Shannon has been working as an artist at Holland Bloorview for 30 years. She now splits her time between coordinating the Music and Arts program at the hospital and clinical work with children doing rehab here and their parents.
You may have noticed Shannon with her mobile art cart filled with paint, clay, fabric, beads, wood and all of the tools that allow kids to create projects at the bedside.
“The work we do is meant for choice and agency and to alleviate boredom and loneliness,” she says. “It’s a chance for them to be themselves, and see themselves as whole people doing things that are comforting and meaningful and familiar to them. One child said ‘I really like it because you don’t ask how crappy my meds are making me feel.’ I’m not probing about their injury or surgery unless they talk about it. They’re driving the conversation and experience. This is creating some normalcy for them when they don’t have choice in interventions like physiotherapy, which is sometimes painful.”
Art at Holland Bloorview is less about instruction and more about “exploration and expression,” Shannon says. Each child chooses what they do from a range of options, as opposed to being presented with an activity. “We try to set things up so we can say ‘yes’ instead of ‘no.’ If an activity is messy it’s done in an environment to get messy.”
Activities are adapted for children with disabilities. For example, “we have a power link that allows us to connect a jelly bean switch to a sewing machine. The buttons on the actual machine can be hard to push. This way “a child can drive the machine on and off while I feed the fabric through.”
Many children find art-making soothing. “When I ask what they think the benefit of art is, they’ll say ‘it will help me not to be anxious.’ If I ask what would they like to feel, instead of anxious, they’ll say ‘I’d like to feel calm.’
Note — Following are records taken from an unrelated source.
//! Grading engine: endpoint containment, per-line correctness, scoring, and
//! the penalized final grade across tries.
//!
//! DESIGN
//! ======
//! Everything here is a pure function of the authored lines and a response.
//! Lines are independent and may be graded in any order. Only
//! [`compute_final_grade`] depends on order: it walks attempts in submission
//! order because the penalty accumulates and a fully right attempt ends it.
//!
//! ERROR HANDLING
//! ==============
//! A malformed coordinate string on one line scores that line as wrong and
//! logs a warning; the remaining lines are still graded. Completeness checks
//! are stricter: one malformed field makes the whole response incomplete.

#[cfg(test)]
#[path = "grading_test.rs"]
mod grading_test;

use serde::{Deserialize, Serialize};
use tracing::{debug, warn};

use crate::coords::{is_response_valid_for, parse_line_response};
use crate::error::{FormatError, IncompleteResponse};
use crate::point::Point;
use crate::question::{GradeMethod, Question, QuestionLine, Response, field_key};
use crate::zone::Zone;

// =============================================================================
// TYPES
// =============================================================================

/// Outcome of a graded response.
#[derive(Debug, Clone, Copy, PartialEq, Eq, Serialize, Deserialize)]
#[serde(rename_all = "lowercase")]
pub enum State {
    Right,
    Wrong,
    Partial,
}

impl State {
    /// Classify a fraction: exactly 1 is right, exactly 0 is wrong.
    #[allow(clippy::float_cmp)]
    #[must_use]
    pub fn from_fraction(fraction: f64) -> Self {
        if fraction == 1.0 {
            Self::Right
        } else if fraction == 0.0 {
            Self::Wrong
        } else {
            Self::Partial
        }
    }
}

/// Per-line result consumed by results summaries.
#[derive(Debug, Clone, Copy, PartialEq, Serialize, Deserialize)]
pub struct LineClassification {
    pub number: usize,
    /// Whether the line had a value in the response.
    pub placed: bool,
    pub start_ok: bool,
    pub end_ok: bool,
    /// Credit this line earns under the grading method, in `[0, 1]`.
    pub fraction: f64,
}

// =============================================================================
// CONTAINMENT
// =============================================================================

/// Whether `point` lies inside the zone's axis-aligned bounding box.
///
/// This is a square test, not a distance test: a point at the corner of the
/// box, `√2·r` from the centre, still counts as inside. Bounds are inclusive.
#[must_use]
pub fn is_point_in_zone(point: Point, zone: &Zone) -> bool {
    let (c, r) = (zone.centre, zone.radius);
    c.x - r <= point.x && point.x <= c.x + r && c.y - r <= point.y && point.y <= c.y + r
}

/// Check a line's submitted coordinates against its start and end zones.
///
/// # Errors
///
/// Returns [`FormatError`] if `coords` is not a usable response string.
pub fn is_line_correctly_placed(coords: &str, line: &QuestionLine) -> Result<(bool, bool), FormatError> {
    let (start, end) = parse_line_response(line.line_type, coords)?;
    Ok((is_point_in_zone(start, &line.zone_start), is_point_in_zone(end, &line.zone_end)))
}

/// Correctness of one line, or `None` when the response leaves it empty.
fn line_result(line: &QuestionLine, response: &Response) -> Option<(bool, bool)> {
    let coords = response.for_line(line.number)?;
    match is_line_correctly_placed(coords, line) {
        Ok(result) => Some(result),
        Err(e) => {
            warn!(line = line.number, error = %e, "malformed line response; scoring as wrong");
            Some((false, false))
        }
    }
}

// =============================================================================
// SCORING
// =============================================================================

/// Count correct endpoints: `total` is twice the number of lines.
#[must_use]
pub fn grade_partial(lines: &[QuestionLine], response: &Response) -> (usize, usize) {
    let num_right = lines
        .iter()
        .filter_map(|line| line_result(line, response))
        .map(|(start_ok, end_ok)| usize::from(start_ok) + usize::from(end_ok))
        .sum();
    (num_right, 2 * lines.len())
}

/// Count lines with both endpoints correct: `total` is the number of lines.
#[must_use]
pub fn grade_all_or_none(lines: &[QuestionLine], response: &Response) -> (usize, usize) {
    let num_right = lines
        .iter()
        .filter_map(|line| line_result(line, response))
        .filter(|&(start_ok, end_ok)| start_ok && end_ok)
        .count();
    (num_right, lines.len())
}

/// `(num_right, total)` under the given method.
#[must_use]
pub fn grade_parts(lines: &[QuestionLine], response: &Response, method: GradeMethod) -> (usize, usize) {
    match method {
        GradeMethod::Partial => grade_partial(lines, response),
        GradeMethod::AllNone => grade_all_or_none(lines, response),
    }
}

#[allow(clippy::cast_precision_loss)]
fn ratio(num: usize, total: usize) -> f64 {
    if total == 0 { 0.0 } else { num as f64 / total as f64 }
}

/// Grade one response: its fraction and the resulting state.
#[must_use]
pub fn grade_response(lines: &[QuestionLine], response: &Response, method: GradeMethod) -> (f64, State) {
    let (num_right, total) = grade_parts(lines, response, method);
    let fraction = ratio(num_right, total);
    debug!(num_right, total, fraction, method = method.as_str(), "graded response");
    (fraction, State::from_fraction(fraction))
}

/// Final grade over a sequence of tries, in submission order.
///
/// Attempts with nothing placed are skipped. With a single try the first
/// graded attempt's fraction is returned as is. Otherwise each attempt earns
/// its fraction minus the penalty accumulated so far (never below zero); a
/// fully right attempt returns immediately, a wrong one adds a full
/// `penalty`, a partial one adds a share proportional to what was still
/// wrong, capped at `penalty`. If no attempt is fully right, the grade of the
/// last graded attempt is returned, or 0 if none was graded.
#[must_use]
pub fn compute_final_grade(
    lines: &[QuestionLine],
    method: GradeMethod,
    responses: &[Response],
    penalty: f64,
    total_tries: usize,
) -> f64 {
    let mut accumulated = 0.0;
    let mut grade = 0.0;

    for (attempt, response) in responses.iter().enumerate() {
        if !is_gradable_response(lines, response) {
            debug!(attempt, "skipping empty attempt");
            continue;
        }
        let (num_right, total) = grade_parts(lines, response, method);
        let fraction = ratio(num_right, total);
        if total_tries == 1 {
            return fraction;
        }

        grade = (fraction - accumulated).max(0.0);
        match State::from_fraction(fraction) {
            State::Right => return grade,
            State::Wrong => accumulated += penalty,
            State::Partial => accumulated += penalty.min(ratio(total - num_right, total) * penalty),
        }
        debug!(attempt, fraction, grade, accumulated, "graded try");
    }
    grade
}

// =============================================================================
// RESPONSE HANDLING
// =============================================================================

/// Response keys the question expects, `c0` through `c{N-1}`.
#[must_use]
pub fn expected_data(lines: &[QuestionLine]) -> Vec<String> {
    lines.iter().map(QuestionLine::field_key).collect()
}

fn incomplete_fields(lines: &[QuestionLine], response: &Response) -> Vec<String> {
    lines
        .iter()
        .filter(|line| {
            response
                .for_line(line.number)
                .is_none_or(|v| !is_response_valid_for(line.line_type, v))
        })
        .map(QuestionLine::field_key)
        .collect()
}

/// Every line is placed with a well-formed value.
#[must_use]
pub fn is_complete_response(lines: &[QuestionLine], response: &Response) -> bool {
    incomplete_fields(lines, response).is_empty()
}

/// At least one line is placed.
#[must_use]
pub fn is_gradable_response(lines: &[QuestionLine], response: &Response) -> bool {
    lines.iter().any(|line| response.for_line(line.number).is_some())
}

/// The message shown when a response cannot be submitted yet.
#[must_use]
pub fn validation_error(lines: &[QuestionLine], response: &Response) -> Option<IncompleteResponse> {
    let missing = incomplete_fields(lines, response);
    if missing.is_empty() { None } else { Some(IncompleteResponse { missing }) }
}

/// Two responses place every line identically. Missing and blank are equal.
#[must_use]
pub fn is_same_response(lines: &[QuestionLine], a: &Response, b: &Response) -> bool {
    lines.iter().all(|line| a.for_line(line.number) == b.for_line(line.number))
}

/// Human-readable summary, e.g. `"Line 1: 10,10 200,200; Line 2: ..."`.
///
/// Shows the graded pair of each placed line. Returns `None` when nothing is
/// placed.
#[must_use]
pub fn summarise_response(lines: &[QuestionLine], response: &Response) -> Option<String> {
    let parts: Vec<String> = lines
        .iter()
        .filter_map(|line| {
            let value = response.for_line(line.number)?;
            let shown = match parse_line_response(line.line_type, value) {
                Ok((start, end)) => format!("{start} {end}"),
                Err(_) => value.to_string(),
            };
            Some(format!("Line {}: {shown}", line.number))
        })
        .collect();
    if parts.is_empty() { None } else { Some(parts.join("; ")) }
}

/// A response that places every endpoint at its zone centre.
#[must_use]
pub fn correct_response(lines: &[QuestionLine]) -> Response {
    lines
        .iter()
        .map(|line| (line.field_key(), format!("{} {}", line.zone_start.centre, line.zone_end.centre)))
        .collect()
}

/// Correct endpoints out of all endpoints, for "show number correct" hints.
#[must_use]
pub fn num_parts_right(lines: &[QuestionLine], response: &Response) -> (usize, usize) {
    grade_partial(lines, response)
}

/// Copy of `response` without the lines that are not fully correct.
#[must_use]
pub fn clear_wrong_from_response(lines: &[QuestionLine], response: &Response) -> Response {
    let mut cleared = response.clone();
    for line in lines {
        if !matches!(line_result(line, response), Some((true, true))) {
            cleared.remove(&field_key(line.number));
        }
    }
    cleared
}

/// Per-line breakdown of a response.
#[must_use]
pub fn classify_response(lines: &[QuestionLine], response: &Response, method: GradeMethod) -> Vec<LineClassification> {
    lines
        .iter()
        .map(|line| {
            let result = line_result(line, response);
            let (start_ok, end_ok) = result.unwrap_or((false, false));
            let fraction = match method {
                GradeMethod::Partial => ratio(usize::from(start_ok) + usize::from(end_ok), 2),
                GradeMethod::AllNone => ratio(usize::from(start_ok && end_ok), 1),
            };
            LineClassification { number: line.number, placed: result.is_some(), start_ok, end_ok, fraction }
        })
        .collect()
}

// =============================================================================
// QUESTION CONVENIENCE
// =============================================================================

impl Question {
    /// Grade a response with this question's method.
    #[must_use]
    pub fn grade_response(&self, response: &Response) -> (f64, State) {
        grade_response(&self.lines, response, self.grade_method)
    }

    /// Final grade across tries with this question's method and penalty.
    #[must_use]
    pub fn compute_final_grade(&self, responses: &[Response], total_tries: usize) -> f64 {
        compute_final_grade(&self.lines, self.grade_method, responses, self.penalty, total_tries)
    }

    #[must_use]
    pub fn is_complete_response(&self, response: &Response) -> bool {
        is_complete_response(&self.lines, response)
    }

    #[must_use]
    pub fn correct_response(&self) -> Response {
        correct_response(&self.lines)
    }
}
Shannon says the greatest challenge of her work is the wait list. “When I tell kids this is once a week they’ll say ‘Can I have it every day?’ Knowing that they want the intervention and seeing how much they enjoy it makes me want to give them more of it. For me, as a practitioner, I excel in that one-to-one.”
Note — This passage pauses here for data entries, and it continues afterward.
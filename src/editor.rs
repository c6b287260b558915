//! Interactive editor: turns pointer and keyboard events into line updates.
//!
//! `EditorCore` is an explicit controller. The host constructs it with the
//! image dimensions and the mode (authoring or attempt), forwards input
//! events, and applies the returned [`Action`]s: persisting zone strings in
//! authoring mode, storing response fields in attempt mode, and redrawing
//! from [`EditorCore::render`]. No state lives outside the controller.
//!
//! Each event updates at most one line, and updates are applied in the order
//! events arrive.

#[cfg(test)]
#[path = "editor_test.rs"]
mod editor_test;

use tracing::{debug, warn};

use crate::consts::{DEFAULT_ZONE_RADIUS, KEY_NUDGE_FAST_FACTOR, KEY_NUDGE_PX};
use crate::coords::parse_line_response;
use crate::dimensions::{Dimensions, DimensionsProvider};
use crate::hit::{HitPart, hit_test};
use crate::input::{Focus, InputState, Key, Mode, Modifiers};
use crate::line::{Handle, Line};
use crate::point::Point;
use crate::question::{LineType, Question, Response, field_key};
use crate::render::{DisplayModel, render_all};
use crate::zone::Zone;

/// Actions returned from input handlers for the host to process.
#[derive(Debug, Clone, PartialEq)]
pub enum Action {
    /// Authoring: the zones of a line changed. Strings are unscaled `"x,y;r"`.
    LineUpdated { number: usize, zone_start: String, zone_end: String },
    /// Attempt: the response value of a line changed.
    ResponseChanged { field: String, value: String },
    RenderNeeded,
}

/// Editor state for one question on one image.
pub struct EditorCore {
    pub lines: Vec<Line>,
    pub dims: Dimensions,
    pub mode: Mode,
    /// Displayed size divided by the image's natural size.
    pub ratio: f64,
    pub input: InputState,
    pub focus: Option<Focus>,
}

impl EditorCore {
    #[must_use]
    pub fn new(provider: &impl DimensionsProvider, mode: Mode, ratio: f64) -> Self {
        Self {
            lines: Vec::new(),
            dims: provider.dimensions(),
            mode,
            ratio: if ratio > 0.0 { ratio } else { 1.0 },
            input: InputState::Idle,
            focus: None,
        }
    }

    /// Editor for an existing question.
    ///
    /// Authoring shows the stored zones. An attempt starts every line at a
    /// neutral position so the zones are never revealed.
    #[must_use]
    pub fn for_question(question: &Question, provider: &impl DimensionsProvider, mode: Mode, ratio: f64) -> Self {
        let mut core = Self::new(provider, mode, ratio);
        let count = question.lines.len();
        core.lines = question
            .lines
            .iter()
            .enumerate()
            .map(|(i, ql)| match mode {
                Mode::Authoring => Line::from_question_line(ql, core.ratio),
                Mode::Attempt => {
                    let (start, end) = initial_placement(i, count, core.dims);
                    Line::new(ql.number, ql.line_type, start, end).with_labels(
                        &ql.label_start,
                        &ql.label_middle,
                        &ql.label_end,
                    )
                }
            })
            .collect();
        core
    }

    #[must_use]
    pub fn lines(&self) -> &[Line] {
        &self.lines
    }

    /// Restore line positions from a saved response.
    ///
    /// Lines with a missing or malformed value keep their current position.
    pub fn load_response(&mut self, response: &Response) {
        let (mode, ratio, max_x, max_y) = (self.mode, self.ratio, self.dims.max_x(), self.dims.max_y());
        for line in &mut self.lines {
            let Some(value) = response.for_line(line.number) else {
                continue;
            };
            match parse_line_response(line.line_type, value) {
                Ok((start, end)) => {
                    line.start.centre = start.scaled(ratio);
                    line.end.centre = end.scaled(ratio);
                    translate(line, mode, None, (0.0, 0.0), max_x, max_y);
                }
                Err(e) => warn!(line = line.number, error = %e, "ignoring saved response"),
            }
        }
    }

    /// Adopt new image dimensions and pull every line back inside them.
    pub fn set_dimensions(&mut self, provider: &impl DimensionsProvider) {
        self.dims = provider.dimensions();
        let (mode, max_x, max_y) = (self.mode, self.dims.max_x(), self.dims.max_y());
        for line in &mut self.lines {
            translate(line, mode, None, (0.0, 0.0), max_x, max_y);
        }
    }

    /// Authoring: append a new line with default zones.
    pub fn add_line(&mut self, line_type: LineType) -> Vec<Action> {
        let number = self.lines.len() + 1;
        let (start, end) = initial_placement(self.lines.len(), number, self.dims);
        self.lines.push(Line::new(number, line_type, start, end));
        let mut actions = self.commit(number - 1);
        actions.push(Action::RenderNeeded);
        actions
    }

    /// Authoring: change how a line is drawn.
    pub fn set_line_type(&mut self, line_index: usize, line_type: LineType) -> Vec<Action> {
        match self.lines.get_mut(line_index) {
            Some(line) => {
                line.line_type = line_type;
                vec![Action::RenderNeeded]
            }
            None => Vec::new(),
        }
    }

    // --- Input events ---

    pub fn on_pointer_down(&mut self, pt: Point) -> Vec<Action> {
        let Some(hit) = hit_test(pt, &self.lines) else {
            self.input = InputState::Idle;
            self.focus = None;
            return Vec::new();
        };
        let line_index = hit.line_index;
        self.input = match (hit.part, self.mode) {
            (HitPart::ZoneEdge(handle), Mode::Authoring) => InputState::ResizingZone { line_index, handle, last: pt },
            (HitPart::Endpoint(handle) | HitPart::ZoneEdge(handle), _) => {
                InputState::DraggingEndpoint { line_index, handle, last: pt }
            }
            (HitPart::Body, _) => InputState::DraggingLine { line_index, last: pt },
        };
        self.focus = Some(Focus {
            line_index,
            handle: match hit.part {
                HitPart::Endpoint(h) | HitPart::ZoneEdge(h) => Some(h),
                HitPart::Body => None,
            },
        });
        vec![Action::RenderNeeded]
    }

    pub fn on_pointer_move(&mut self, pt: Point) -> Vec<Action> {
        let (mode, max_x, max_y) = (self.mode, self.dims.max_x(), self.dims.max_y());
        let (line_index, last) = match self.input {
            InputState::Idle => return Vec::new(),
            InputState::DraggingEndpoint { line_index, last, .. }
            | InputState::ResizingZone { line_index, last, .. }
            | InputState::DraggingLine { line_index, last } => (line_index, last),
        };
        let Some(line) = self.lines.get_mut(line_index) else {
            self.input = InputState::Idle;
            return Vec::new();
        };
        let (dx, dy) = (pt.x - last.x, pt.y - last.y);

        match &mut self.input {
            InputState::DraggingEndpoint { handle, last, .. } => {
                translate(line, mode, Some(*handle), (dx, dy), max_x, max_y);
                *last = pt;
            }
            InputState::ResizingZone { handle, last, .. } => {
                line.edit(*handle, dx, dy, max_x, max_y);
                *last = pt;
            }
            InputState::DraggingLine { last, .. } => {
                translate(line, mode, None, (dx, dy), max_x, max_y);
                *last = pt;
            }
            InputState::Idle => {}
        }
        vec![Action::RenderNeeded]
    }

    pub fn on_pointer_up(&mut self, pt: Point) -> Vec<Action> {
        let mut actions = self.on_pointer_move(pt);
        let finished = std::mem::take(&mut self.input);
        if let Some(line_index) = finished.line_index() {
            actions.extend(self.commit(line_index));
        }
        actions
    }

    /// Arrow keys nudge the focused endpoint or line; Shift moves faster.
    pub fn on_key_down(&mut self, key: &Key, modifiers: Modifiers) -> Vec<Action> {
        if key.0 == "Escape" {
            self.focus = None;
            return vec![Action::RenderNeeded];
        }
        let (Some(focus), Some((ux, uy))) = (self.focus, key.arrow_direction()) else {
            return Vec::new();
        };
        let step = if modifiers.shift { KEY_NUDGE_PX * KEY_NUDGE_FAST_FACTOR } else { KEY_NUDGE_PX };
        let (mode, max_x, max_y) = (self.mode, self.dims.max_x(), self.dims.max_y());
        let Some(line) = self.lines.get_mut(focus.line_index) else {
            self.focus = None;
            return Vec::new();
        };
        translate(line, mode, focus.handle, (ux * step, uy * step), max_x, max_y);
        let mut actions = self.commit(focus.line_index);
        actions.push(Action::RenderNeeded);
        actions
    }

    // --- Outputs ---

    /// The response for the current placement of every line.
    #[must_use]
    pub fn response(&self) -> Response {
        self.lines.iter().map(|line| (field_key(line.number), self.response_value(line))).collect()
    }

    #[must_use]
    pub fn render(&self) -> Vec<DisplayModel> {
        render_all(&self.lines, self.dims)
    }

    fn commit(&mut self, line_index: usize) -> Vec<Action> {
        let mode = self.mode;
        let ratio = self.ratio;
        let Some(line) = self.lines.get_mut(line_index) else {
            return Vec::new();
        };
        match mode {
            Mode::Authoring => {
                line.normalize_shape();
                let (zone_start, zone_end) = line.zone_strings(ratio);
                debug!(line = line.number, %zone_start, %zone_end, "zones updated");
                vec![Action::LineUpdated { number: line.number, zone_start, zone_end }]
            }
            Mode::Attempt => {
                let line = line.clone();
                let value = self.response_value(&line);
                debug!(line = line.number, %value, "response updated");
                vec![Action::ResponseChanged { field: field_key(line.number), value }]
            }
        }
    }

    /// Response string in natural image coordinates.
    fn response_value(&self, line: &Line) -> String {
        let inv = 1.0 / self.ratio;
        let mut natural = line.clone();
        natural.start.centre = line.start.centre.scaled(inv);
        natural.end.centre = line.end.centre.scaled(inv);
        natural.response_coordinates(natural_dims(self.dims, inv))
    }
}

/// Move one endpoint (`Some`) or the whole line (`None`).
///
/// Authoring keeps each zone circle inside the image. During an attempt only
/// the placed point is kept inside, so zones touching an edge stay reachable.
fn translate(line: &mut Line, mode: Mode, handle: Option<Handle>, (dx, dy): (f64, f64), max_x: f64, max_y: f64) {
    match (mode, handle) {
        (Mode::Authoring, Some(handle)) => line.move_handle(handle, dx, dy, max_x, max_y),
        (Mode::Authoring, None) => line.move_entire_line(dx, dy, max_x, max_y),
        (Mode::Attempt, Some(handle)) => line.move_point(handle, dx, dy, max_x, max_y),
        (Mode::Attempt, None) => line.move_entire_line_points(dx, dy, max_x, max_y),
    }
}

#[allow(clippy::cast_possible_truncation, clippy::cast_sign_loss)]
fn natural_dims(dims: Dimensions, inv: f64) -> Dimensions {
    Dimensions::new((dims.max_x() * inv).round() as u32, (dims.max_y() * inv).round() as u32)
}

/// Neutral starting zones for line `index` of `count`: stacked rows across
/// the left part of the image.
#[allow(clippy::cast_precision_loss)]
fn initial_placement(index: usize, count: usize, dims: Dimensions) -> (Zone, Zone) {
    let (w, h) = (dims.max_x(), dims.max_y());
    let y = h * (index + 1) as f64 / (count + 1) as f64;
    let r = DEFAULT_ZONE_RADIUS.min(w / 4.0).min(h / 4.0).max(0.0);
    let mut line = Line::new(
        0,
        LineType::LineSegment,
        Zone::new(Point::new(w * 0.1, y), r),
        Zone::new(Point::new(w * 0.4, y), r),
    );
    line.move_entire_line(0.0, 0.0, w, h);
    (line.start, line.end)
}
Shannon says the main emotion she experiences at work is satisfaction. “When kids get to a place where they’re feeling good there’s a sense of peace and accomplishment.”
She does feel sad when hearing parents share painful stories during the art workshops she offers caregivers. “Sometimes the simplest of questions will lead to a floodgate of feelings. I might say ‘You’re painting a landscape?’ and they’ll say ‘I haven’t been to the beach since before my child’s accident.’ Some curiosity might open a whole discussion about the child’s injury and rehab and how deeply they love their child and how deeply they want them to heal. I tend to see the kids as pretty resilient, but I really feel for the parents.”
Shannon says she copes with stress by reaching out to colleagues. “The main thing that helps me is talking. If something has happened, I’ll get up and find someone I know and trust here to talk to.”
She likes to draw and journal in the morning before work “when my mind is super fresh and rich ideas and creative solutions pop into my head.”
If she could change one thing about the group art programs we offer outpatients it would be making “the fee-for-service cheaper or free, or subsidizing it in a way that anyone who needed to come could come. For example, we know that single mothers who are racialized and English isn’t their first language have less access to resources for their child.”
Shannon says she identified herself as an artist at the age of four, and it was the influence of her parents that led her into the field. “My dad was a social worker and developed programs in the community and I was exposed to a lot of ways of interacting with a wide range of people. My mom used to work at the 4-H club in the states, and she also worked at what used to be called a sheltered workshop [for people with disabilities.] I’ve always found it delightful to work with children. They’re emerging into their sense of who they are and they’re unfiltered in the most charming way. It’s meaningful to be part of that.”